Stored data:
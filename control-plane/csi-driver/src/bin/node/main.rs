//! Storage Scale CSI node plugin.
//!
//! Publishes volumes on the node they are scheduled on.
#[cfg(target_os = "linux")]
mod identity;
#[cfg(target_os = "linux")]
mod mount;
#[cfg(target_os = "linux")]
mod node;

#[cfg(target_os = "linux")]
mod server {
    use crate::{identity::Identity, node::Node};
    use clap::Arg;
    use scale_csi::{
        csi::{identity_server::IdentityServer, node_server::NodeServer},
        transport::{csi_incoming, shutdown_signal},
    };
    use tonic::transport::Server;
    use tracing::{error, info};
    use utils::tracing_telemetry::{FmtStyle, TracingTelemetry};

    pub(crate) async fn main() -> anyhow::Result<()> {
        let matches = clap::Command::new(utils::package_description!())
            .about("k8s sidecar for Storage Scale implementing the CSI node service")
            .version(utils::version_info_str!())
            .arg(
                Arg::new("csi-socket")
                    .short('c')
                    .long("csi-socket")
                    .env("CSI_ENDPOINT")
                    .value_name("PATH")
                    .default_value(utils::DEFAULT_CSI_SOCKET)
                    .help("CSI gRPC listen socket"),
            )
            .arg(
                Arg::new("node-name")
                    .short('n')
                    .long("node-name")
                    .env("KUBE_NODE_NAME")
                    .value_name("NAME")
                    .help("Unique node name where this instance runs")
                    .required(true),
            )
            .arg(
                Arg::new("fmt-style")
                    .long("fmt-style")
                    .default_value("pretty")
                    .value_parser(clap::value_parser!(FmtStyle))
                    .help("formatting style of the logs"),
            )
            .get_matches();

        utils::print_package_info!();

        let tags = utils::tracing_telemetry::default_tracing_tags(
            utils::raw_version_str(),
            env!("CARGO_PKG_VERSION"),
        );
        TracingTelemetry::builder()
            .with_style(*matches.get_one::<FmtStyle>("fmt-style").unwrap_or(&FmtStyle::Pretty))
            .with_tracing_tags(tags)
            .init("csi-node");

        let csi_socket = matches
            .get_one::<String>("csi-socket")
            .map(|s| s.as_str())
            .unwrap_or(utils::DEFAULT_CSI_SOCKET);
        let node_name = matches
            .get_one::<String>("node-name")
            .ok_or_else(|| anyhow::anyhow!("the node name must be specified"))?;

        let incoming = csi_incoming(csi_socket)
            .map_err(|error| anyhow::anyhow!("Failed to bind CSI socket {csi_socket}: {error}"))?;
        info!(node = %node_name, "Starting Storage Scale CSI Node");

        let result = Server::builder()
            .add_service(NodeServer::new(Node::new(node_name.clone())))
            .add_service(IdentityServer::new(Identity {}))
            .serve_with_incoming_shutdown(incoming, shutdown_signal())
            .await
            .map_err(|error| {
                error!(%error, "CsiServer failed");
                anyhow::anyhow!("CSI node server failed: {error}")
            });
        utils::tracing_telemetry::flush_traces();
        result
    }
}

#[tokio::main]
#[cfg(target_os = "linux")]
async fn main() -> anyhow::Result<()> {
    server::main().await.map_err(|error| {
        tracing::error!(%error, "Terminated with error");
        error
    })
}

#[tokio::main]
#[cfg(not(target_os = "linux"))]
async fn main() -> anyhow::Result<()> {
    Ok(())
}
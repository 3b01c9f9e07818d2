/// OpenTelemetry KeyVal for Processor Tags
pub use opentelemetry::{global, KeyValue};

use opentelemetry_otlp::WithExportConfig;
use opentelemetry_sdk::{propagation::TraceContextPropagator, trace::Tracer, Resource};
use tracing_subscriber::{layer::SubscriberExt, util::SubscriberInitExt, EnvFilter, Registry};

/// Parse KeyValues from the cmdline arguments.
pub fn parse_key_value(source: &str) -> Result<KeyValue, String> {
    match source.split_once('=') {
        None => Err("Each element must be in the format: 'Key=Value'".to_string()),
        Some((key, value)) => Ok(KeyValue::new(key.to_string(), value.to_string())),
    }
}

/// Get Default Processor Tags.
pub fn default_tracing_tags(git_commit: &str, cargo_version: &str) -> Vec<KeyValue> {
    vec![
        KeyValue::new("git.commit", git_commit.to_string()),
        KeyValue::new("crate.version", cargo_version.to_string()),
    ]
}

/// Fmt Layer for console output.
pub enum FmtLayer {
    /// Output traces to stdout.
    Stdout,
    /// Output traces to stderr.
    Stderr,
    /// Don't output traces to console.
    None,
}

/// Tracing telemetry style.
#[derive(Debug, Clone, Copy, strum_macros::EnumString, strum_macros::AsRefStr)]
#[strum(serialize_all = "lowercase")]
pub enum FmtStyle {
    /// Compact style.
    Compact,
    /// Pretty Style.
    Pretty,
    /// JSON Style.
    Json,
}

/// Tracing telemetry builder.
pub struct TracingTelemetry {
    writer: FmtLayer,
    style: FmtStyle,
    colours: bool,
    tracing_endpoint: Option<String>,
    tracing_tags: Vec<KeyValue>,
}

impl TracingTelemetry {
    /// Tracing telemetry default builder.
    pub fn builder() -> Self {
        Self {
            writer: FmtLayer::Stdout,
            style: FmtStyle::Pretty,
            colours: true,
            tracing_endpoint: None,
            tracing_tags: Vec::new(),
        }
    }
    /// Specify writer stream.
    pub fn with_writer(self, writer: FmtLayer) -> TracingTelemetry {
        TracingTelemetry { writer, ..self }
    }
    /// Specify style.
    pub fn with_style(self, style: FmtStyle) -> TracingTelemetry {
        TracingTelemetry { style, ..self }
    }
    /// Specify whether colour is needed or not.
    pub fn with_colours(self, colours: bool) -> TracingTelemetry {
        TracingTelemetry { colours, ..self }
    }

    /// Specify the OTLP collector endpoint, If any.
    pub fn with_tracing_endpoint(self, tracing_endpoint: Option<String>) -> TracingTelemetry {
        TracingTelemetry {
            tracing_endpoint,
            ..self
        }
    }

    /// Specify the tracing tags, If any.
    pub fn with_tracing_tags(self, tracing_tags: Vec<KeyValue>) -> TracingTelemetry {
        TracingTelemetry {
            tracing_tags,
            ..self
        }
    }

    fn tracer(endpoint: String, service_name: &str, tags: Vec<KeyValue>) -> Option<Tracer> {
        let mut tags = tags.into_iter().fold(Vec::<KeyValue>::new(), |mut acc, kv| {
            if !acc.iter().any(|acc| acc.key == kv.key) {
                acc.push(kv);
            }
            acc
        });
        tags.push(KeyValue::new("service.name", service_name.to_string()));
        global::set_text_map_propagator(TraceContextPropagator::new());

        let exporter = opentelemetry_otlp::new_exporter()
            .tonic()
            .with_endpoint(endpoint);
        match opentelemetry_otlp::new_pipeline()
            .tracing()
            .with_exporter(exporter)
            .with_trace_config(
                opentelemetry_sdk::trace::config().with_resource(Resource::new(tags)),
            )
            .install_batch(opentelemetry_sdk::runtime::TokioCurrentThread)
        {
            Ok(tracer) => Some(tracer),
            Err(error) => {
                eprintln!("Failed to initialise the trace exporter: {error}");
                None
            }
        }
    }

    /// Initialize the telemetry instance.
    pub fn init(self, service_name: &str) {
        let stdout = tracing_subscriber::fmt::layer()
            .with_writer(std::io::stdout)
            .with_ansi(self.colours);
        let stderr = tracing_subscriber::fmt::layer()
            .with_writer(std::io::stderr)
            .with_ansi(self.colours);

        let tags = self.tracing_tags;
        let telemetry = self
            .tracing_endpoint
            .and_then(|endpoint| Self::tracer(endpoint, service_name, tags))
            .map(|tracer| tracing_opentelemetry::layer().with_tracer(tracer));

        let filter = EnvFilter::try_from_default_env().unwrap_or_else(|_| EnvFilter::new("info"));
        let subscriber = Registry::default().with(filter).with(telemetry);

        match (self.writer, self.style) {
            (FmtLayer::Stderr, FmtStyle::Compact) => subscriber.with(stderr.compact()).init(),
            (FmtLayer::Stdout, FmtStyle::Compact) => subscriber.with(stdout.compact()).init(),
            (FmtLayer::Stderr, FmtStyle::Pretty) => subscriber.with(stderr.pretty()).init(),
            (FmtLayer::Stdout, FmtStyle::Pretty) => subscriber.with(stdout.pretty()).init(),
            (FmtLayer::Stderr, FmtStyle::Json) => subscriber.with(stderr.json()).init(),
            (FmtLayer::Stdout, FmtStyle::Json) => subscriber.with(stdout.json()).init(),
            (FmtLayer::None, _) => subscriber.init(),
        };
    }
}

/// Flushes and shuts down the global tracer provider.
pub fn flush_traces() {
    global::shutdown_tracer_provider();
}

#[cfg(test)]
mod tests {
    use super::*;

    #[test]
    fn key_values() {
        let kv = parse_key_value("cluster=alpha").unwrap();
        assert_eq!(kv.key.as_str(), "cluster");
        assert!(parse_key_value("cluster").is_err());
    }

    #[test]
    fn styles() {
        assert!(matches!("json".parse::<FmtStyle>(), Ok(FmtStyle::Json)));
        assert!(matches!("compact".parse::<FmtStyle>(), Ok(FmtStyle::Compact)));
        assert!("fancy".parse::<FmtStyle>().is_err());
    }
}
impl RestConnector {
    /// Create a connector for the given GUI server base urls.
    pub fn new(
        endpoints: Vec<url::Url>,
        credentials: RestCredentials,
        tls: TlsOptions,
        options: RestOptions,
    ) -> ConnectorResult<Self> {
        if endpoints.is_empty() {
            return Config {
                message: "at least one REST endpoint is required",
            }
            .fail();
        }
        let mut builder = reqwest::Client::builder().timeout(options.request_timeout);
        if tls.secure {
            if let Some(pem) = &tls.ca_pem {
                let certificate = reqwest::Certificate::from_pem(pem).map_err(|error| {
                    ConnectorError::Config {
                        message: format!("invalid CA certificate: {error}"),
                    }
                })?;
                builder = builder.add_root_certificate(certificate);
            }
        } else {
            builder = builder.danger_accept_invalid_certs(true);
        }
        let client = builder.build().map_err(|error| ConnectorError::Config {
            message: format!("failed to build the http client: {error}"),
        })?;
        Ok(Self {
            client,
            endpoints,
            current: AtomicUsize::new(0),
            credentials,
            options,
        })
    }

    /// The base url of a GUI server.
    pub fn endpoint_url(host: &str, port: u16) -> Result<url::Url, url::ParseError> {
        url::Url::parse(&format!("https://{host}:{port}/"))
    }

    fn endpoints_str(&self) -> String {
        self.endpoints
            .iter()
            .map(|url| url.as_str())
            .collect::<Vec<_>>()
            .join(", ")
    }

    fn url(base: &url::Url, path: &str) -> String {
        format!("{base}{}/{path}", utils::SCALE_REST_PREFIX)
    }

    /// Send a request, failing over to the next endpoint when one can't be reached.
    async fn send(
        &self,
        method: Method,
        path: &str,
        body: Option<&serde_json::Value>,
    ) -> ConnectorResult<(String, reqwest::Response)> {
        let count = self.endpoints.len();
        let start = self.current.load(Ordering::Relaxed) % count;
        let mut last_error = None;

        for attempt in 0 .. count {
            let index = (start + attempt) % count;
            let url = Self::url(&self.endpoints[index], path);
            trace!(%method, %url, "REST request");

            let mut request = self
                .client
                .request(method.clone(), &url)
                .basic_auth(&self.credentials.username, Some(&self.credentials.password));
            if let Some(body) = body {
                request = request.json(body);
            }
            match request.send().await {
                Ok(response) => {
                    if index != start {
                        info!(endpoint = %self.endpoints[index], "Switched to REST endpoint");
                        self.current.store(index, Ordering::Relaxed);
                    }
                    return Ok((url, response));
                }
                Err(error) if error.is_connect() || error.is_timeout() => {
                    warn!(%url, %error, "REST endpoint is not reachable");
                    last_error = Some(error);
                }
                Err(source) => return Err(ConnectorError::Request { url, source }),
            }
        }

        let source = last_error.context(Config {
            message: "no REST endpoint was tried",
        })?;
        Err(source).context(Unreachable {
            endpoints: self.endpoints_str(),
        })
    }

    /// Send a request and decode the successful response.
    async fn call<T: DeserializeOwned>(
        &self,
        method: Method,
        path: &str,
        body: Option<&serde_json::Value>,
    ) -> ConnectorResult<T> {
        let (url, response) = self.send(method, path, body).await?;
        let status = response.status();
        let text = response.text().await.context(Request { url: url.clone() })?;

        if !status.is_success() {
            let message = match serde_json::from_str::<StatusEnvelope>(&text) {
                Ok(envelope) if !envelope.status.message.is_empty() => envelope.status.message,
                _ => text,
            };
            return Err(match status {
                StatusCode::UNAUTHORIZED => ConnectorError::Unauthenticated { url, message },
                StatusCode::FORBIDDEN => ConnectorError::PermissionDenied { url, message },
                StatusCode::NOT_FOUND => ConnectorError::NotFound {
                    message: format!("{url}: {message}"),
                },
                status => ConnectorError::Api {
                    url,
                    status: status.as_u16(),
                    message,
                },
            });
        }

        serde_json::from_str(&text).map_err(|error| ConnectorError::InvalidResponse {
            url,
            message: error.to_string(),
        })
    }

    async fn get<T: DeserializeOwned>(&self, path: &str) -> ConnectorResult<T> {
        self.call(Method::GET, path, None).await
    }

    /// Start an asynchronous job and wait for it to complete.
    async fn run_job(
        &self,
        method: Method,
        path: &str,
        body: Option<serde_json::Value>,
    ) -> ConnectorResult<()> {
        let response: JobsResponse = self.call(method, path, body.as_ref()).await?;
        let job = response.jobs.into_iter().next().context(InvalidResponse {
            url: path,
            message: "no job in the response",
        })?;
        match job.status.parse::<JobState>() {
            Ok(JobState::Completed) => Ok(()),
            _ => self.wait_for_job(job.job_id).await,
        }
    }

    /// Poll the job until it finishes, doubling the wait between polls up to the cap.
    async fn wait_for_job(&self, job_id: u64) -> ConnectorResult<()> {
        let deadline = tokio::time::Instant::now() + self.options.job_timeout;
        let mut delay = self.options.job_poll_initial;
        let path = format!("jobs/{job_id}?fields=:all:");

        loop {
            let response: JobsResponse = self.get(&path).await?;
            let job = response.jobs.into_iter().next().context(NotFound {
                message: format!("job {job_id}"),
            })?;
            match job.status.parse::<JobState>() {
                Ok(JobState::Completed | JobState::Unknown) => {
                    debug!(job_id, status = %job.status, "Job finished");
                    return Ok(());
                }
                Ok(JobState::Running) => {}
                _ => {
                    return JobFailed {
                        job_id,
                        stderr: job.result.stderr.join("\n"),
                    }
                    .fail()
                }
            }

            if tokio::time::Instant::now() + delay > deadline {
                return JobTimeout {
                    job_id,
                    timeout: self.options.job_timeout,
                }
                .fail();
            }
            trace!(job_id, ?delay, "Job still running");
            tokio::time::sleep(delay).await;
            delay = std::cmp::min(delay * 2, self.options.job_poll_max);
        }
    }

    async fn filesystem(&self, fs: &str) -> ConnectorResult<Filesystem> {
        let response: FilesystemsResponse = self
            .get(&format!("filesystems/{}?fields=:all:", encode(fs)))
            .await?;
        response.filesystems.into_iter().next().context(NotFound {
            message: format!("filesystem {fs}"),
        })
    }
}
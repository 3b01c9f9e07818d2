use rpc::csi::{
    GetPluginCapabilitiesRequest, GetPluginCapabilitiesResponse, GetPluginInfoRequest,
    GetPluginInfoResponse, PluginCapability, ProbeRequest, ProbeResponse,
};
use scale_csi::{controller::ScaleController, csi_plugin_name, driver::ScaleDriver};

use std::{collections::HashMap, sync::Arc};
use tonic::{Request, Response, Status};
use tracing::{debug, instrument};

#[derive(Debug)]
pub(crate) struct CsiIdentitySvc {
    controller: Arc<ScaleController>,
    capabilities: Vec<PluginCapability>,
}

impl CsiIdentitySvc {
    pub(crate) fn new(driver: &ScaleDriver) -> Self {
        Self {
            controller: driver.controller(),
            capabilities: driver.capabilities().to_vec(),
        }
    }
}

const CSI_PLUGIN_VERSION: &str = env!("CARGO_PKG_VERSION");

#[tonic::async_trait]
impl rpc::csi::identity_server::Identity for CsiIdentitySvc {
    #[instrument(skip_all)]
    async fn get_plugin_info(
        &self,
        _request: Request<GetPluginInfoRequest>,
    ) -> Result<Response<GetPluginInfoResponse>, Status> {
        debug!(
            "Request to get CSI plugin info, plugin: {}:{}",
            csi_plugin_name(),
            CSI_PLUGIN_VERSION,
        );
        let mut manifest = HashMap::new();
        manifest.insert("commit".to_string(), utils::raw_version_string());
        Ok(Response::new(GetPluginInfoResponse {
            name: csi_plugin_name(),
            vendor_version: CSI_PLUGIN_VERSION.to_string(),
            manifest,
        }))
    }

    #[instrument(skip_all)]
    async fn get_plugin_capabilities(
        &self,
        _request: Request<GetPluginCapabilitiesRequest>,
    ) -> Result<Response<GetPluginCapabilitiesResponse>, Status> {
        Ok(Response::new(GetPluginCapabilitiesResponse {
            capabilities: self.capabilities.clone(),
        }))
    }

    #[instrument(skip_all)]
    async fn probe(
        &self,
        _request: Request<ProbeRequest>,
    ) -> Result<Response<ProbeResponse>, Status> {
        // An unreachable cluster is not ready, not an error.
        let ready = self.controller.probe().await;
        debug!("CSI plugin ready: {}", ready);
        Ok(Response::new(ProbeResponse { ready: Some(ready) }))
    }
}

- Goal of the exercise -
In the records above, find each line that mentions the string "must", then copy it.

- Reply to the exercise -
            .ok_or_else(|| anyhow::anyhow!("the node name must be specified"))?;
        None => Err("Each element must be in the format: 'Key=Value'".to_string()),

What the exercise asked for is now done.